Three related terms answer different questions:

  • Percentage decrease is the positive magnitude of a drop. It always reports as a positive number; you separately state the direction in plain language (“the price dropped 25 %”).
  • Percentage change is the signed version. A drop reads as a negative number (“the price changed by −25 %”). Use this when you don’t know in advance which way the value will move — stock prices, temperature, A/B test results.
  • Percentage difference is symmetric. It uses the average of the two values as the denominator, and the order of inputs doesn’t matter. Use this when neither value is “the original” — comparing two thermometers, two store prices for the same product, two model predictions.

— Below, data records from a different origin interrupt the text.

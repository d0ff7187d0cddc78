//! `cursorcat-events` — in-process change notification.
//!
//! Views that render the same state (the package cards and the calculator)
//! subscribe here instead of reading a global store.

pub mod bus;
pub mod in_memory_bus;

pub use bus::{EventBus, Subscription};
pub use in_memory_bus::{DEFAULT_CAPACITY, InMemoryBusError, InMemoryEventBus};
//! Tracing/logging initialization.
//!
//! Logs go to stderr so binaries can keep stdout for their output.

use tracing_subscriber::EnvFilter;

/// Filter used when `RUST_LOG` is unset or invalid.
pub const DEFAULT_FILTER: &str = "info";

/// Environment variable selecting the log format (`json` or `pretty`).
pub const LOG_FORMAT_ENV: &str = "CURSORCAT_LOG_FORMAT";

#[derive(Debug, Copy, Clone, Default, PartialEq, Eq)]
pub enum LogFormat {
    #[default]
    Json,
    Pretty,
}

impl LogFormat {
    /// Unknown values fall back to JSON.
    pub fn parse(value: &str) -> Self {
        match value.trim().to_ascii_lowercase().as_str() {
            "pretty" | "text" => LogFormat::Pretty,
            _ => LogFormat::Json,
        }
    }
}

#[derive(Debug, Clone, PartialEq, Eq)]
pub struct LogConfig {
    pub default_filter: String,
    pub format: LogFormat,
}

impl Default for LogConfig {
    fn default() -> Self {
        Self {
            default_filter: DEFAULT_FILTER.to_string(),
            format: LogFormat::default(),
        }
    }
}

impl LogConfig {
    pub fn from_env() -> Self {
        let format = std::env::var(LOG_FORMAT_ENV)
            .map(|v| LogFormat::parse(&v))
            .unwrap_or_default();
        Self {
            format,
            ..Self::default()
        }
    }
}

/// Initialize tracing/logging for the process.
///
/// Safe to call multiple times (subsequent calls are no-ops).
pub fn init(config: &LogConfig) {
    let filter = EnvFilter::try_from_default_env()
        .unwrap_or_else(|_| EnvFilter::new(&config.default_filter));

    let builder = tracing_subscriber::fmt()
        .with_env_filter(filter)
        .with_writer(std::io::stderr)
        .with_target(false);

    let _ = match config.format {
        LogFormat::Json => builder
            .json()
            .with_timer(tracing_subscriber::fmt::time::SystemTime)
            .try_init(),
        LogFormat::Pretty => builder.pretty().try_init(),
    };
}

For the same two numbers (40 and 60), each of these formulas produces a different percentage. They are all correct — each answers a different question.

Common mistakes to avoid

Using the new value as the denominator. Always divide by the original. Dividing by the new value overstates the drop. Pattern: the smaller the new value, the bigger the over-statement.

Adding sequential percent decreases. Two 20 % cuts in a row are a 36 % total cut (0.80 × 0.80 = 0.64), not 40 %.

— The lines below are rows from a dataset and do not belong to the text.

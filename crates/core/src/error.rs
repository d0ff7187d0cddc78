//! Domain error model.

use thiserror::Error;

/// Result type used across the domain layer.
pub type DomainResult<T> = Result<T, DomainError>;

/// Domain-level error.
///
/// Price computation itself never fails (out-of-range quantities are clamped);
/// these errors cover loading configuration and validating visitor input.
#[derive(Debug, Error, Clone, PartialEq, Eq)]
pub enum DomainError {
    /// A value failed validation (e.g. malformed input).
    #[error("validation failed: {0}")]
    Validation(String),

    /// A domain invariant was violated (e.g. an inconsistent catalog).
    #[error("invariant violated: {0}")]
    InvariantViolation(String),

    /// A requested item was not found.
    #[error("not found: {0}")]
    NotFound(String),
}

impl DomainError {
    pub fn validation(msg: impl Into<String>) -> Self {
        Self::Validation(msg.into())
    }

    pub fn invariant(msg: impl Into<String>) -> Self {
        Self::InvariantViolation(msg.into())
    }

    pub fn not_found(what: impl Into<String>) -> Self {
        Self::NotFound(what.into())
    }
}
//! Runtime configuration, read from the environment.

use std::path::PathBuf;

use anyhow::{Context, Result, bail};

use cursorcat_core::Money;
use cursorcat_pricing::{Catalog, DisplayOverrides};

/// Path to a JSON catalog replacing the published one.
pub const CATALOG_ENV: &str = "CURSORCAT_CATALOG";
/// Per-campaign lead-generation price to display instead of the catalog's.
pub const LEAD_GEN_DISPLAY_PRICE_ENV: &str = "CURSORCAT_LEAD_GEN_DISPLAY_PRICE";

#[derive(Debug, Clone, Default, PartialEq, Eq)]
pub struct QuoteConfig {
    pub catalog_path: Option<PathBuf>,
    pub overrides: DisplayOverrides,
}

impl QuoteConfig {
    pub fn from_env() -> Result<Self> {
        Self::from_lookup(|key| std::env::var(key).ok())
    }

    pub fn from_lookup(lookup: impl Fn(&str) -> Option<String>) -> Result<Self> {
        let catalog_path = lookup(CATALOG_ENV)
            .filter(|v| !v.trim().is_empty())
            .map(PathBuf::from);

        let lead_gen_unit_price = match lookup(LEAD_GEN_DISPLAY_PRICE_ENV) {
            Some(raw) if !raw.trim().is_empty() => match raw.trim().parse::<u64>() {
                Ok(amount) => Some(Money::dollars(amount)),
                Err(e) => bail!("{LEAD_GEN_DISPLAY_PRICE_ENV}={raw:?} is not a whole-dollar amount: {e}"),
            },
            _ => None,
        };

        Ok(Self {
            catalog_path,
            overrides: DisplayOverrides { lead_gen_unit_price },
        })
    }

    /// The configured catalog, or the published one.
    pub fn load_catalog(&self) -> Result<Catalog> {
        let Some(path) = &self.catalog_path else {
            tracing::warn!("{CATALOG_ENV} not set; using the published catalog");
            return Ok(*Catalog::standard());
        };

        let json = std::fs::read_to_string(path)
            .with_context(|| format!("reading catalog {}", path.display()))?;
        let catalog = Catalog::from_json(&json)
            .with_context(|| format!("loading catalog {}", path.display()))?;
        tracing::info!(path = %path.display(), "catalog loaded");
        Ok(catalog)
    }
}
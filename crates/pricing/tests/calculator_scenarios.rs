//! Published calculator scenarios, checked through the public API.

use cursorcat_pricing::{
    AdTier, Catalog, Money, Selection, SelectionPatch, SelectionStore, compute_totals,
    format_currency, parse_quantity,
};

#[test]
fn pilot_with_proof_pays_one_time_plus_ad_management() {
    let totals = compute_totals(&Selection {
        pilot_with_proof: true,
        ad_tier: AdTier::Lt2,
        ..Selection::default()
    });
    assert_eq!(totals.one_time_total, Money::dollars(3500));
    assert_eq!(totals.monthly_total, Money::dollars(300));
}

#[test]
fn nothing_selected_is_free() {
    let totals = compute_totals(&Selection {
        locations: 1,
        landing_pages: 0,
        lead_gen_campaigns: 0,
        ..Selection::default()
    });
    assert_eq!(totals.monthly_total, Money::ZERO);
    assert_eq!(totals.one_time_total, Money::ZERO);
}

#[test]
fn two_ad_running_packages_share_one_ad_fee() {
    let totals = compute_totals(&Selection {
        local_dominance: true,
        ecom_sprint: true,
        locations: 2,
        ad_tier: AdTier::From2To5,
        ..Selection::default()
    });
    assert_eq!(totals.monthly_total, Money::dollars(900 + 250 + 1200 + 600));
    assert_eq!(totals.monthly_total, Money::dollars(2950));
}

#[test]
fn extra_locations_exclude_the_first() {
    let catalog = Catalog::standard();
    let totals = compute_totals(&Selection {
        local_dominance: true,
        locations: 3,
        ..Selection::default()
    });
    let expected = catalog.monthly.local_dominance_base
        + catalog.monthly.extra_location * 2
        + catalog.ad_mgmt_fee(AdTier::Lt2);
    assert_eq!(totals.monthly_total, expected);
}

#[test]
fn malformed_quantities_behave_like_their_bounds() {
    let base = Selection {
        local_dominance: true,
        ..Selection::default()
    };

    let negative = compute_totals(&Selection { locations: -5, ..base.clone() });
    let one = compute_totals(&Selection { locations: 1, ..base.clone() });
    assert_eq!(negative, one);

    let nan_pages = Selection {
        landing_pages: i64::from(parse_quantity("NaN", 0)),
        ..base.clone()
    };
    let zero_pages = Selection { landing_pages: 0, ..base };
    assert_eq!(compute_totals(&nan_pages), compute_totals(&zero_pages));
}

#[test]
fn json_patch_with_garbage_quantities_is_clamped() {
    let mut store = SelectionStore::default();
    let patch: SelectionPatch =
        serde_json::from_str(r#"{"local_dominance": true, "locations": "abc", "landing_pages": "NaN"}"#)
            .unwrap();

    let totals = store.patch(&patch);

    assert_eq!(store.snapshot().locations, 1);
    assert_eq!(store.snapshot().landing_pages, 0);
    assert_eq!(totals.monthly_total, Money::dollars(900 + 300));
    assert_eq!(totals.one_time_total, Money::ZERO);
}

#[test]
fn currency_format_has_grouping_and_no_decimals() {
    let formatted = format_currency(1200);
    assert!(formatted.contains("1,200"));
    assert!(!formatted.contains('.'));
    assert_eq!(Money::dollars(2950).to_string(), "$2,950");
}
//! Quote view: what the calculator summary bar shows.
//!
//! Display overrides live here and never reach the catalog or [`Totals`].

use serde::Serialize;

use cursorcat_core::{CURRENCY_CODE, Money};

use crate::catalog::Catalog;
use crate::selection::{Quantities, Selection};
use crate::totals::{LineItem, Totals};

/// Presentation-only price substitutions.
#[derive(Debug, Copy, Clone, Default, PartialEq, Eq)]
pub struct DisplayOverrides {
    /// Per-campaign price to show instead of the catalog's.
    pub lead_gen_unit_price: Option<Money>,
}

/// Serializable summary of a quote.
#[derive(Debug, Clone, PartialEq, Eq, Serialize)]
pub struct QuoteSummary {
    pub currency: &'static str,
    pub monthly_total: Money,
    pub one_time_total: Money,
    pub monthly_label: String,
    pub one_time_label: String,
    pub line_items: Vec<LineItem>,
}

#[derive(Debug, Clone, PartialEq, Eq)]
pub struct Quote {
    totals: Totals,
    line_items: Vec<LineItem>,
    lead_gen_campaigns: u64,
    lead_gen_catalog_price: Money,
    overrides: DisplayOverrides,
}

impl Quote {
    pub fn new(catalog: &Catalog, selection: &Selection) -> Self {
        let line_items = catalog.line_items(selection);
        Self {
            totals: Totals::from_line_items(&line_items),
            line_items,
            lead_gen_campaigns: Quantities::sanitize(selection).lead_gen_campaigns,
            lead_gen_catalog_price: catalog.one_time.lead_gen_campaign,
            overrides: DisplayOverrides::default(),
        }
    }

    pub fn with_overrides(mut self, overrides: DisplayOverrides) -> Self {
        self.overrides = overrides;
        self
    }

    /// Engine totals, unaffected by display overrides.
    pub fn totals(&self) -> Totals {
        self.totals
    }

    pub fn line_items(&self) -> &[LineItem] {
        &self.line_items
    }

    pub fn display_monthly_total(&self) -> Money {
        self.totals.monthly_total
    }

    /// One-time total with the campaign unit price swapped for the override.
    pub fn display_one_time_total(&self) -> Money {
        let Some(unit) = self.overrides.lead_gen_unit_price else {
            return self.totals.one_time_total;
        };
        let catalog_part = self.lead_gen_catalog_price * self.lead_gen_campaigns;
        let display_part = unit * self.lead_gen_campaigns;
        self.totals.one_time_total.saturating_sub(catalog_part) + display_part
    }

    pub fn monthly_label(&self) -> String {
        self.display_monthly_total().to_string()
    }

    pub fn one_time_label(&self) -> String {
        self.display_one_time_total().to_string()
    }

    pub fn summary(&self) -> QuoteSummary {
        QuoteSummary {
            currency: CURRENCY_CODE,
            monthly_total: self.display_monthly_total(),
            one_time_total: self.display_one_time_total(),
            monthly_label: self.monthly_label(),
            one_time_label: self.one_time_label(),
            line_items: self.line_items.clone(),
        }
    }
}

Confusing percent decrease with absolute decrease. A drop “from $1 000 to $900” is a $100 absolute decrease and a 10 % decrease — both true, both worth knowing, but they answer different questions in a report.

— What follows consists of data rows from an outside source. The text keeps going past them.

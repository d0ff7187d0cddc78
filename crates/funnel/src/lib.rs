//! Lead funnel: lead capture, analytics events, trackable QR links and routes.
//!
//! Transport (form POST, analytics dispatch, QR image encoding) sits behind
//! traits; this crate only decides what to send and how to react.

pub mod analytics;
pub mod lead;
pub mod routes;
pub mod tracking;

pub use analytics::{AnalyticsError, AnalyticsEvent, AnalyticsSink, CtaKind, MemorySink, TracingSink, track};
pub use lead::{
    BackendError, BackendResponse, FormBackend, LeadForm, LeadId, LeadSubmission, SubmissionOutcome,
    submit_lead, CONTACT_PHONE, FORM_NAME, THANK_YOU_URL,
};
pub use routes::{Route, hash_query, strip_hash_query};
pub use tracking::{
    QrEncoder, QrRenderOptions, TrackedLink, generate_svg, DEFAULT_BASE_URL, QR_SVG_FILE_NAME,
};
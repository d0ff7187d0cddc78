//! `cursorcat-core` — shared domain building blocks.
//!
//! This crate contains **pure domain** primitives (no IO, no rendering).

pub mod error;
pub mod money;
pub mod value_object;

pub use error::{DomainError, DomainResult};
pub use money::{Money, format_currency, CURRENCY_CODE};
pub use value_object::ValueObject;
//! Quote rendering for the `cursorcat-quote` binary.

pub mod config;

use anyhow::{Context, Result};

use cursorcat_pricing::{Quote, QuoteSummary, SelectionPatch, SelectionStore};

pub use config::QuoteConfig;

/// Parse a selection patch (JSON object; blank input means "nothing selected").
pub fn parse_patch(input: &str) -> Result<SelectionPatch> {
    if input.trim().is_empty() {
        return Ok(SelectionPatch::default());
    }
    serde_json::from_str(input).context("parsing selection patch")
}

/// Apply `patch` to a fresh selection and summarise the quote.
pub fn render_quote(config: &QuoteConfig, patch: &SelectionPatch) -> Result<QuoteSummary> {
    let mut store = SelectionStore::new(config.load_catalog()?);
    store.patch(patch);

    let quote = Quote::new(store.catalog(), store.snapshot()).with_overrides(config.overrides);
    let summary = quote.summary();
    tracing::info!(
        monthly = %summary.monthly_label,
        one_time = %summary.one_time_label,
        items = summary.line_items.len(),
        "quote rendered"
    );
    Ok(summary)
}
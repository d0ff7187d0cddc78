//! Pricing engine for the agency's packages and add-ons.
//!
//! Deterministic domain logic only (no IO, no rendering): a static catalog, the
//! visitor's selection, and a pure reducer from selection to totals.

pub mod catalog;
pub mod offerings;
pub mod quote;
pub mod selection;
pub mod store;
pub mod totals;

pub use catalog::{AdMgmtFees, AdTier, Catalog, MonthlyPrices, OneTimePrices};
pub use cursorcat_core::{Money, format_currency};
pub use offerings::{Offering, offerings};
pub use quote::{DisplayOverrides, Quote, QuoteSummary};
pub use selection::{
    LeadGenType, Quantities, Selection, SelectionPatch, Toggle, MIN_COUNT, MIN_LOCATIONS,
    parse_quantity,
};
pub use store::{ChangeCause, SelectionChanged, SelectionStore};
pub use totals::{Billing, LineItem, Totals, compute_totals};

Reporting a negative decrease. If the formula returns a negative number, you actually have an increase. Reframe before sending. The calculator above flags this for you.

Privacy

This calculator runs as a few arithmetic operations in JavaScript on your device. There are no fetch calls, no analytics on the values you enter, no server-side logging.

Frequently asked questions

What is the formula for percentage decrease?
percentage decrease = ((old value − new value) ÷ old value) × 100. The denominator is the original value — the same denominator percent-increase uses. Many people instinctively divide by the new (smaller) value when calculating a decrease, but that's wrong and it overstates the drop. Example: if a price drops from $80 to $60, divide the $20 fall by the original $80 (= 25 %), not by the new $60 (which would falsely give 33 %).
Why do I divide by the old value and not the new one?
Because the percentage is measured against the starting point. You're asking 'what fraction of the original did we lose?' — and the original is fixed and known. Dividing by the new value asks a different (and usually unhelpful) question: 'what fraction of where I ended up was the loss?'. That figure depends on how far you fell, which is circular. The textbook convention — and what every spreadsheet, financial report, and statistics class uses — is to divide by the original.
Decreased by 50 %, decreased to 50 %, decreased by 50 % twice — what's the difference?
Decreased by 50 %: the value is now half of what it was (100 → 50). Decreased to 50 %: also half (100 → 50) — these two phrasings happen to coincide only at 50 %. They diverge everywhere else: 'reduced by 20 %' means new = old × 0.80, 'reduced to 20 %' means new = old × 0.20. Decreased by 50 % twice: 100 → 50 → 25, a 75 % total decrease, not 100 %. Sequential discounts compound multiplicatively (0.5 × 0.5 = 0.25), they don't add.
Can a percentage decrease be more than 100 %?
Only if the new value is negative. A 100 % decrease takes a value to zero. A 150 % decrease would mean the new value is −50 % of the original — possible for things like profit (which can swing into a loss) but impossible for prices, counts, or any quantity that is bounded at zero. If your math produces a > 100 % decrease and your data can't go below zero, check the inputs.
Is my data uploaded anywhere?
No. The calculator runs as two arithmetic operations in JavaScript on your device. There are no fetch calls, no analytics on the values you type, no server-side logging. You can verify in your device's network panel — once the page has loaded, switching off Wi-Fi changes nothing about how the calculator behaves.